Se adhería Isaac a la iniciativa de ayudar a Rusia combatiendo el hambre: “[…] nos hemos congregado artistas de todas las tendencias, sin preocuparnos de las ideas que tengan los que están muriendo de hambre”. ¡Qué gesto tan generoso y ecuánime! Cuando el mismo hecho de exhibir tanta “pureza” desprejuiciada no es que sea sospechoso sino impúdico en sí mismo.

Ahora bien, enseguida afloraba la patita del burgués revolucionario, creyente de la Nueva Religión Socialista: “Cuando una aurora nueva de armonía ahuyente las negruras que ahora se ciernen sobre las torres del Kremlin, embanderadas de rojas enseñas, y los hombres sean felices reconociéndose como hermanos, y Rusia sea la patria del Arte puro y nuevo por excelencia, ellos nunca olvidarán nuestra conducta”.

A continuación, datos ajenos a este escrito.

use sea_query::{
    ColumnDef, Index, IndexCreateStatement, IndexDropStatement, Table, TableCreateStatement,
    TableDropStatement,
};

use crate::table::User;

pub struct CreateUserTable;

fn create_user_table_statement() -> TableCreateStatement {
    Table::create()
        .table(User::Table)
        .col(
            ColumnDef::new(User::Id)
                .string()
                .not_null()
                .string_len(26)
                .primary_key(),
        )
        .col(
            ColumnDef::new(User::Email)
                .string()
                .not_null()
                .string_len(255),
        )
        .col(ColumnDef::new(User::Password).string().not_null())
        .col(ColumnDef::new(User::FullName).string().string_len(255))
        .col(ColumnDef::new(User::AvatarUrl).string().string_len(512))
        .col(ColumnDef::new(User::Phone).string().string_len(50))
        .col(ColumnDef::new(User::Telegram).string().string_len(64))
        .col(ColumnDef::new(User::About).text())
        .col(ColumnDef::new(User::Preferences).text())
        .col(
            ColumnDef::new(User::Role)
                .string()
                .not_null()
                .string_len(15),
        )
        .col(ColumnDef::new(User::Blocked).boolean().not_null())
        .col(ColumnDef::new(User::CreatedAt).big_integer().not_null())
        .col(ColumnDef::new(User::UpdatedAt).big_integer().not_null())
        .to_owned()
}

fn drop_user_table_statement() -> TableDropStatement {
    Table::drop().table(User::Table).to_owned()
}

#[async_trait::async_trait]
impl sqlx_migrator::Operation<sqlx::Sqlite> for CreateUserTable {
    async fn up(
        &self,
        connection: &mut sqlx::SqliteConnection,
    ) -> Result<(), sqlx_migrator::Error> {
        let statement = create_user_table_statement().to_string(sea_query::SqliteQueryBuilder);
        sqlx::query(&statement).execute(connection).await?;

        Ok(())
    }

    async fn down(
        &self,
        connection: &mut sqlx::SqliteConnection,
    ) -> Result<(), sqlx_migrator::Error> {
        let statement = drop_user_table_statement().to_string(sea_query::SqliteQueryBuilder);
        sqlx::query(&statement).execute(connection).await?;

        Ok(())
    }
}

pub struct CreateUserEmailIdx;

fn create_user_email_idx_statement() -> IndexCreateStatement {
    Index::create()
        .name("idx_user_email")
        .table(User::Table)
        .unique()
        .col(User::Email)
        .to_owned()
}

fn drop_user_email_idx_statement() -> IndexDropStatement {
    Index::drop().name("idx_user_email").table(User::Table).to_owned()
}

#[async_trait::async_trait]
impl sqlx_migrator::Operation<sqlx::Sqlite> for CreateUserEmailIdx {
    async fn up(
        &self,
        connection: &mut sqlx::SqliteConnection,
    ) -> Result<(), sqlx_migrator::Error> {
        let statement = create_user_email_idx_statement().to_string(sea_query::SqliteQueryBuilder);
        sqlx::query(&statement).execute(connection).await?;

        Ok(())
    }

    async fn down(
        &self,
        connection: &mut sqlx::SqliteConnection,
    ) -> Result<(), sqlx_migrator::Error> {
        let statement = drop_user_email_idx_statement().to_string(sea_query::SqliteQueryBuilder);
        sqlx::query(&statement).execute(connection).await?;

        Ok(())
    }
}
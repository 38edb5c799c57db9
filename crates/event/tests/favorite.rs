use afisha_event::{Command, Query};
use afisha_shared::user::Role;
use temp_dir::TempDir;

mod helpers;

#[tokio::test]
async fn test_favorite_add_and_remove_are_idempotent() -> anyhow::Result<()> {
    let dir = TempDir::new()?;
    let state = helpers::setup_state(dir.child("db.sqlite3")).await?;
    let admin = helpers::create_user(&state, "admin", Role::Admin).await?;
    let organizer = helpers::create_user(&state, "org", Role::Organizer).await?;
    let visitor = helpers::create_user(&state, "visitor", Role::User).await?;
    let category_id = helpers::create_category(&state, &admin).await?;
    let event =
        helpers::create_published_event(&state, &organizer, &admin, &category_id).await?;

    let command = Command::new(state.clone());
    let query = Query(state.read_db.clone());

    command.add_favorite(&visitor, &event.id).await?;
    command.add_favorite(&visitor, &event.id).await?;

    assert!(query.is_favorite(&visitor.id, &event.id).await?);
    assert_eq!(query.favorites_of(&visitor.id).await?.len(), 1);

    command.remove_favorite(&visitor, &event.id).await?;
    assert!(!query.is_favorite(&visitor.id, &event.id).await?);

    // removing again is a no-op, not an error
    command.remove_favorite(&visitor, &event.id).await?;

    Ok(())
}

#[tokio::test]
async fn test_archived_favorites_drop_out_of_the_listing() -> anyhow::Result<()> {
    let dir = TempDir::new()?;
    let state = helpers::setup_state(dir.child("db.sqlite3")).await?;
    let admin = helpers::create_user(&state, "admin", Role::Admin).await?;
    let organizer = helpers::create_user(&state, "org", Role::Organizer).await?;
    let visitor = helpers::create_user(&state, "visitor", Role::User).await?;
    let category_id = helpers::create_category(&state, &admin).await?;
    let event =
        helpers::create_published_event(&state, &organizer, &admin, &category_id).await?;

    let command = Command::new(state.clone());
    let query = Query(state.read_db.clone());

    command.add_favorite(&visitor, &event.id).await?;
    command.archive(&organizer, &event.id).await?;

    // the favorite row survives, the listing shows published events only
    assert!(query.is_favorite(&visitor.id, &event.id).await?);
    assert!(query.favorites_of(&visitor.id).await?.is_empty());

    Ok(())
}
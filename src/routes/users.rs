use afisha_shared::{Actor, user::Role};
use afisha_user::{UpdateProfileInput, UserRow};
use axum::{Extension, Json, extract::State};
use serde::Serialize;

use crate::error::AppResult;

use super::AppState;

#[derive(Debug, Serialize)]
pub struct UserResponse {
    pub id: String,
    pub email: String,
    pub full_name: Option<String>,
    pub avatar_url: Option<String>,
    pub phone: Option<String>,
    pub telegram: Option<String>,
    pub about: Option<String>,
    pub preferences: Option<String>,
    pub role: Role,
    pub blocked: bool,
    pub created_at: i64,
}

impl From<UserRow> for UserResponse {
    fn from(row: UserRow) -> Self {
        Self {
            id: row.id,
            email: row.email,
            full_name: row.full_name,
            avatar_url: row.avatar_url,
            phone: row.phone,
            telegram: row.telegram,
            about: row.about,
            preferences: row.preferences,
            role: row.role.0,
            blocked: row.blocked,
            created_at: row.created_at,
        }
    }
}

/// GET /users/me
pub async fn me(
    State(state): State<AppState>,
    Extension(actor): Extension<Actor>,
) -> AppResult<Json<UserResponse>> {
    let Some(user) = state.user.load(&actor.id).await? else {
        return Err(afisha_shared::Error::NotFound("user not found".to_string()).into());
    };

    Ok(Json(user.into()))
}

/// PUT /users/me
pub async fn update_me(
    State(state): State<AppState>,
    Extension(actor): Extension<Actor>,
    Json(input): Json<UpdateProfileInput>,
) -> AppResult<Json<UserResponse>> {
    let user = state.user.update_profile(&actor, input).await?;

    Ok(Json(user.into()))
}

En aquellos Steffens y del Vando Villar de los años veinte reconocemos la miseria moral de todos los cegados desde entonces por el criminoso ideal comunista. La misma bellaquería y ceguera voluntaria que vemos hoy en casi toda la prensa, televisiones, mundo académico, judicatura, ámbito educativo y parlamento, por ejemplo, respecto a la tiranía en Venezuela. O respecto a las continuas agresiones contra los españoles en España. Algunos lo llaman “democracia”.